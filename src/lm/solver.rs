//! The solver driver: iterate, decide convergence, and report the fit.

use std::fmt;

use ndarray::Array2;
use serde::{Deserialize, Serialize};

use crate::error::{JonesFitError, Result, ResultExt};
use crate::problem::Problem;

use super::config::SolverConfig;
use super::convergence::{DampingHeuristic, FitStatus};
use super::eigen::{eigenanalysis, Eigenanalysis};
use super::engine::LevenbergMarquardt;
use super::reduction::RealReduction;

/// State of the solver after one iteration, passed to convergence conditions.
#[derive(Debug, Clone, Copy, PartialEq)]
pub struct IterationState {
    /// Iterations completed
    pub iteration: usize,
    /// Chi-squared of the last trial step
    pub chisq: f64,
    /// Lowest chi-squared so far
    pub best_chisq: f64,
    /// Damping parameter
    pub lamda: f64,
    /// Largest relative change of a free parameter in the last step
    pub parameter_change: f64,
}

/// A user-supplied condition that must hold before the fit may converge.
pub type ConvergenceCondition = Box<dyn Fn(&IterationState) -> bool + Send + Sync>;

/// Summary of a finished fit.
#[derive(Debug, Clone, PartialEq, Serialize, Deserialize)]
pub struct FitSummary {
    /// Termination status
    pub status: FitStatus,
    /// True when the fit converged and passed the reduced chi-squared check
    pub solved: bool,
    /// True when the curvature matrix was singular
    pub singular: bool,
    /// Iterations performed
    pub iterations: usize,
    /// Best chi-squared
    pub chisq: f64,
    /// Degrees of freedom
    pub nfree: usize,
    /// Natural log of the curvature determinant
    pub log_det_curvature: f64,
    /// Natural log of the chi-squared Hessian determinant
    pub log_det_hessian: f64,
    /// Natural log of the curvature condition number
    pub log_cond_curvature: f64,
    /// Fitted parameter names and values
    pub parameters: Vec<(String, f64)>,
}

impl FitSummary {
    /// Chi-squared per degree of freedom (infinite when there are none).
    pub fn reduced_chisq(&self) -> f64 {
        if self.nfree == 0 {
            f64::INFINITY
        } else {
            self.chisq / self.nfree as f64
        }
    }
}

impl fmt::Display for FitSummary {
    fn fmt(&self, f: &mut fmt::Formatter<'_>) -> fmt::Result {
        writeln!(f, "Fit Summary:")?;
        writeln!(f, "  Status: {}", self.status.description())?;
        writeln!(f, "  Solved: {}", self.solved)?;
        writeln!(f, "  Iterations: {}", self.iterations)?;
        writeln!(f, "  Chi-squared: {:.6e} (nfree={})", self.chisq, self.nfree)?;
        writeln!(f, "  log(det(curvature)): {:.6}", self.log_det_curvature)?;
        writeln!(f, "  log(det(Hessian)): {:.6}", self.log_det_hessian)?;
        writeln!(f, "  log(cond(curvature)): {:.6}", self.log_cond_curvature)?;
        writeln!(f, "  Parameters:")?;
        for (name, value) in &self.parameters {
            writeln!(f, "    {}: {:.6e}", name, value)?;
        }
        Ok(())
    }
}

/// Levenberg-Marquardt solver for [`Problem`]s.
///
/// # Example
///
/// ```
/// use jonesfit::algebra::Estimate;
/// use jonesfit::function::{scalar::Polynomial, Arena, Function};
/// use jonesfit::lm::{ScalarReduction, Solver, SolverConfig};
/// use jonesfit::problem::ScalarFit;
///
/// let mut arena = Arena::new();
/// let x = arena.axis("x");
/// let line = arena.add_scalar(Polynomial::new(2), &[x]).unwrap();
/// let mut fit = ScalarFit::new(arena, line, x).unwrap();
/// for i in 0..10 {
///     let x = i as f64;
///     fit.add_point(x, Estimate::new(3.0 + 0.5 * x, 0.01)).unwrap();
/// }
///
/// let mut solver = Solver::new(SolverConfig::default());
/// solver.solve(&mut fit, ScalarReduction).unwrap();
/// assert!(solver.solved());
/// assert!((fit.param(1).unwrap() - 0.5).abs() < 1e-8);
/// ```
pub struct Solver {
    config: SolverConfig,
    conditions: Vec<ConvergenceCondition>,
    status: FitStatus,
    iterations: usize,
    chisq: f64,
    nfree: usize,
    covariance: Array2<f64>,
    curvature: Array2<f64>,
    log_det_curvature: f64,
    log_det_hessian: f64,
    log_cond_curvature: f64,
    eigenanalysis: Option<Eigenanalysis>,
    singular: bool,
    solved: bool,
    parameters: Vec<(String, f64)>,
}

impl fmt::Debug for Solver {
    fn fmt(&self, f: &mut fmt::Formatter<'_>) -> fmt::Result {
        f.debug_struct("Solver")
            .field("config", &self.config)
            .field("conditions", &self.conditions.len())
            .field("status", &self.status)
            .field("iterations", &self.iterations)
            .field("chisq", &self.chisq)
            .field("solved", &self.solved)
            .finish()
    }
}

impl Default for Solver {
    fn default() -> Self {
        Self::new(SolverConfig::default())
    }
}

impl Solver {
    /// A solver with the given configuration.
    pub fn new(config: SolverConfig) -> Self {
        Self {
            config,
            conditions: Vec::new(),
            status: FitStatus::Running,
            iterations: 0,
            chisq: 0.0,
            nfree: 0,
            covariance: Array2::zeros((0, 0)),
            curvature: Array2::zeros((0, 0)),
            log_det_curvature: 0.0,
            log_det_hessian: 0.0,
            log_cond_curvature: 0.0,
            eigenanalysis: None,
            singular: false,
            solved: false,
            parameters: Vec::new(),
        }
    }

    /// The configuration.
    pub fn config(&self) -> &SolverConfig {
        &self.config
    }

    /// Mutable access to the configuration.
    pub fn config_mut(&mut self) -> &mut SolverConfig {
        &mut self.config
    }

    /// Add a condition that must hold before the fit may converge.
    pub fn add_convergence_condition(&mut self, condition: ConvergenceCondition) {
        self.conditions.push(condition);
    }

    fn reset(&mut self) {
        self.status = FitStatus::Running;
        self.iterations = 0;
        self.chisq = 0.0;
        self.nfree = 0;
        self.covariance = Array2::zeros((0, 0));
        self.curvature = Array2::zeros((0, 0));
        self.log_det_curvature = 0.0;
        self.log_det_hessian = 0.0;
        self.log_cond_curvature = 0.0;
        self.eigenanalysis = None;
        self.singular = false;
        self.solved = false;
        self.parameters.clear();
    }

    /// Fit `problem`, reducing its values with `reduction`.
    ///
    /// Running out of iterations is not an error: the solver returns with
    /// [`Solver::solved`] false and no covariance. A singular curvature
    /// matrix, or one whose inverse has a variance that is not positive, is
    /// reported as an error after [`Solver::singular`] is set. The
    /// eigenanalysis of the curvature is kept in either case.
    pub fn solve<R, P>(&mut self, problem: &mut P, reduction: R) -> Result<()>
    where
        R: RealReduction,
        P: Problem<Output = R::Element>,
    {
        self.reset();

        let mut engine = LevenbergMarquardt::new(reduction, &self.config);
        self.chisq = engine.init(problem).context("Solver::solve")?;
        let nparam_infit = engine.free_indices().len();

        let mut heuristic = DampingHeuristic::new(self.config.convergence_chisq, self.config.maximum_iterations)
            .with_initial_chisq(self.chisq);

        log::debug!(
            "Solver::solve nparam={} nparam_infit={} ndat={} chisq={}",
            problem.nparam(),
            nparam_infit,
            problem.ndat_constraint(),
            self.chisq
        );

        while self.iterations < self.config.maximum_iterations {
            let chisq = match engine.iter(problem) {
                Ok(chisq) => chisq,
                Err(err) => {
                    let err = err
                        .context(format!("iteration={}", self.iterations))
                        .context("Solver::solve");
                    if err.is_singular() {
                        self.singular = true;
                        self.status = FitStatus::Singular;
                        if let Err(cause) = self.analyse(&engine) {
                            log::warn!("Solver::solve eigenanalysis failed: {}", cause);
                        }
                    }
                    return Err(err);
                }
            };
            self.iterations += 1;
            self.chisq = engine.best_chisq();

            if self.config.debug {
                log::debug!(
                    "Solver::solve iteration={} chisq={} best={} lamda={} change={}",
                    self.iterations,
                    chisq,
                    engine.best_chisq(),
                    engine.lamda(),
                    engine.parameter_change()
                );
            }

            let state = IterationState {
                iteration: self.iterations,
                chisq,
                best_chisq: engine.best_chisq(),
                lamda: engine.lamda(),
                parameter_change: engine.parameter_change(),
            };
            let conditions = &self.conditions;
            let mut lamda = engine.lamda();
            let status = heuristic.update(self.iterations - 1, chisq, &mut lamda, |best_chisq| {
                let state = IterationState { best_chisq, ..state };
                conditions.iter().all(|condition| condition(&state))
            });
            engine.set_lamda(lamda);

            if let Some(status) = status {
                self.status = status;
                break;
            }
        }

        self.parameters = engine
            .free_indices()
            .iter()
            .zip(engine.names())
            .map(|(&index, name)| Ok((name.clone(), problem.param(index)?)))
            .collect::<Result<_>>()?;

        if self.iterations == self.config.maximum_iterations && !self.status.is_terminated() {
            self.status = FitStatus::MaxIterationsReached;
            log::warn!(
                "Solver::solve maximum iterations={} reached chisq={}",
                self.iterations,
                self.chisq
            );
            return Ok(());
        }

        if engine.curvature().nrows() != nparam_infit {
            return Err(JonesFitError::InvalidState(format!(
                "Solver::solve curvature has {} rows != nparam_infit={}",
                engine.curvature().nrows(),
                nparam_infit
            )));
        }
        self.analyse(&engine).context("Solver::solve")?;

        let matrices = match engine.result(problem) {
            Ok(matrices) => matrices,
            Err(err) => {
                let err = err.context("Solver::solve");
                if err.is_singular() {
                    self.singular = true;
                    self.status = FitStatus::Singular;
                }
                return Err(err);
            }
        };

        if matrices.covariance.nrows() != problem.nparam() {
            return Err(JonesFitError::InvalidState(format!(
                "Solver::solve covariance has {} rows != nparam={}",
                matrices.covariance.nrows(),
                problem.nparam()
            )));
        }

        if self.eigenanalysis.as_ref().map_or(false, |a| a.ndim_nullspace == 0) {
            self.log_det_curvature = matrices.determinant.log_abs;
            self.log_det_hessian = self.log_det_curvature + nparam_infit as f64 * std::f64::consts::LN_2;
        }

        self.covariance = matrices.covariance;
        self.nfree = problem.ndat_constraint().saturating_sub(nparam_infit);
        self.solved = true;

        if self.config.maximum_reduced_chisq > 0.0 {
            let reduced = self.chisq / self.nfree as f64;
            if !(reduced <= self.config.maximum_reduced_chisq) {
                log::warn!(
                    "Solver::solve reduced chisq={} > maximum={}",
                    reduced,
                    self.config.maximum_reduced_chisq
                );
                self.solved = false;
            }
        }

        log::debug!(
            "Solver::solve {} after {} iterations chisq={} nfree={}",
            self.status.description(),
            self.iterations,
            self.chisq,
            self.nfree
        );
        Ok(())
    }

    /// Store the curvature of the best fit and its eigenanalysis.
    fn analyse<R: RealReduction>(&mut self, engine: &LevenbergMarquardt<R>) -> Result<()> {
        self.curvature = engine.curvature().clone();
        let analysis = eigenanalysis(&self.curvature, engine.names())?;
        let nrank = self.curvature.nrows() - analysis.ndim_nullspace;
        self.log_det_curvature = analysis.log_det;
        // the reduction sums twice the real trace, so the Hessian of chi-squared is 2 alpha
        self.log_det_hessian = analysis.log_det + nrank as f64 * std::f64::consts::LN_2;
        self.log_cond_curvature = analysis.log_condition;
        self.eigenanalysis = Some(analysis);
        Ok(())
    }

    /// Best chi-squared.
    pub fn chisq(&self) -> f64 {
        self.chisq
    }

    /// Degrees of freedom: constraints minus free parameters.
    pub fn nfree(&self) -> usize {
        self.nfree
    }

    /// Iterations performed by the last solve.
    pub fn iterations(&self) -> usize {
        self.iterations
    }

    /// Covariance of all parameters (empty unless solved).
    pub fn covariance(&self) -> &Array2<f64> {
        &self.covariance
    }

    /// Curvature of the free parameters at the best fit (empty when the
    /// solve stopped before computing a result).
    pub fn curvature(&self) -> &Array2<f64> {
        &self.curvature
    }

    /// Natural log of the curvature determinant, over the non-null eigenvalues
    /// when the curvature has a nullspace.
    pub fn log_det_curvature(&self) -> f64 {
        self.log_det_curvature
    }

    /// Natural log of the determinant of the chi-squared Hessian, which is
    /// twice the curvature.
    pub fn log_det_hessian(&self) -> f64 {
        self.log_det_hessian
    }

    /// Natural log of the curvature condition number.
    pub fn log_cond_curvature(&self) -> f64 {
        self.log_cond_curvature
    }

    /// Eigenanalysis of the curvature matrix.
    pub fn eigenanalysis(&self) -> Option<&Eigenanalysis> {
        self.eigenanalysis.as_ref()
    }

    /// True when the last solve met a singular curvature matrix.
    pub fn singular(&self) -> bool {
        self.singular
    }

    /// True when the last solve converged and passed the reduced chi-squared check.
    pub fn solved(&self) -> bool {
        self.solved
    }

    /// Termination status of the last solve.
    pub fn status(&self) -> FitStatus {
        self.status
    }

    /// Summary of the last solve.
    pub fn summary(&self) -> FitSummary {
        FitSummary {
            status: self.status,
            solved: self.solved,
            singular: self.singular,
            iterations: self.iterations,
            chisq: self.chisq,
            nfree: self.nfree,
            log_det_curvature: self.log_det_curvature,
            log_det_hessian: self.log_det_hessian,
            log_cond_curvature: self.log_cond_curvature,
            parameters: self.parameters.clone(),
        }
    }
}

###

WHAT YOU NEED TO DO ▸
Go through the records above, find every line with the word "String", and list those lines.

TASK RESPONSE ▸
    pub parameters: Vec<(String, f64)>,
    parameters: Vec<(String, f64)>,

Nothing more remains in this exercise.